» **ASSIGNED TASK**
Copy out each line of the material in which the word "crate" appears.

» **PROVIDED RECORDS**
»»

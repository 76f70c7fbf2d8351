//! Activity log panel
//!
//! Newest entry on top; poller and transition entries are told apart by colour.

use super::super::state::DashboardState;
use super::super::utils::{clean_http_error_message, format_compact_timestamp, get_source_color};
use crate::events::{Event, EventType};
use crate::logging::LogLevel;
use ratatui::Frame;
use ratatui::layout::Rect;
use ratatui::prelude::{Color, Modifier, Style};
use ratatui::text::{Line, Span};
use ratatui::widgets::{Block, BorderType, Borders, Padding, Paragraph, Wrap};

pub fn render_logs_panel(f: &mut Frame, area: Rect, state: &DashboardState) {
    // Two border rows plus one spare.
    let visible_rows = usize::from(area.height.saturating_sub(3)).max(1);

    let shown: Vec<&Event> = state
        .activity_logs
        .iter()
        .filter(|event| event.should_display())
        .collect();
    let lines: Vec<Line> = shown.iter().rev().take(visible_rows).map(|e| log_line(e)).collect();

    let body = if lines.is_empty() {
        Paragraph::new(Line::styled(
            "No activity yet",
            Style::default().fg(Color::DarkGray),
        ))
    } else {
        Paragraph::new(lines)
    };

    let block = Block::default()
        .title(format!("ACTIVITY LOG ({})", shown.len()))
        .borders(Borders::ALL)
        .border_type(BorderType::Rounded)
        .border_style(Style::default().fg(Color::Cyan))
        .padding(Padding::horizontal(1));

    f.render_widget(body.block(block).wrap(Wrap { trim: true }), area);
}

fn log_line(event: &Event) -> Line<'static> {
    let message_style = match event.log_level {
        LogLevel::Error => Style::default().fg(Color::LightRed),
        LogLevel::Warn => Style::default().fg(Color::LightYellow),
        _ => Style::default().fg(get_source_color(&event.source)),
    };

    Line::from(vec![
        Span::raw(marker(event)),
        Span::styled(
            format!("{} ", format_compact_timestamp(&event.timestamp)),
            Style::default().fg(Color::DarkGray),
        ),
        Span::styled(
            format!("{:<12} ", event.origin()),
            Style::default().add_modifier(Modifier::DIM),
        ),
        Span::styled(clean_http_error_message(&event.msg), message_style),
    ])
}

fn marker(event: &Event) -> &'static str {
    match event.event_type {
        EventType::Success => "✓ ",
        EventType::Error => "✗ ",
        EventType::Refresh => "↻ ",
        EventType::Waiting => "… ",
        EventType::Transition => "→ ",
        EventType::StateChange => "  ",
    }
}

««

» **ANSWER FOR THIS EXERCISE**
use crate::events::{Event, EventType};
use crate::logging::LogLevel;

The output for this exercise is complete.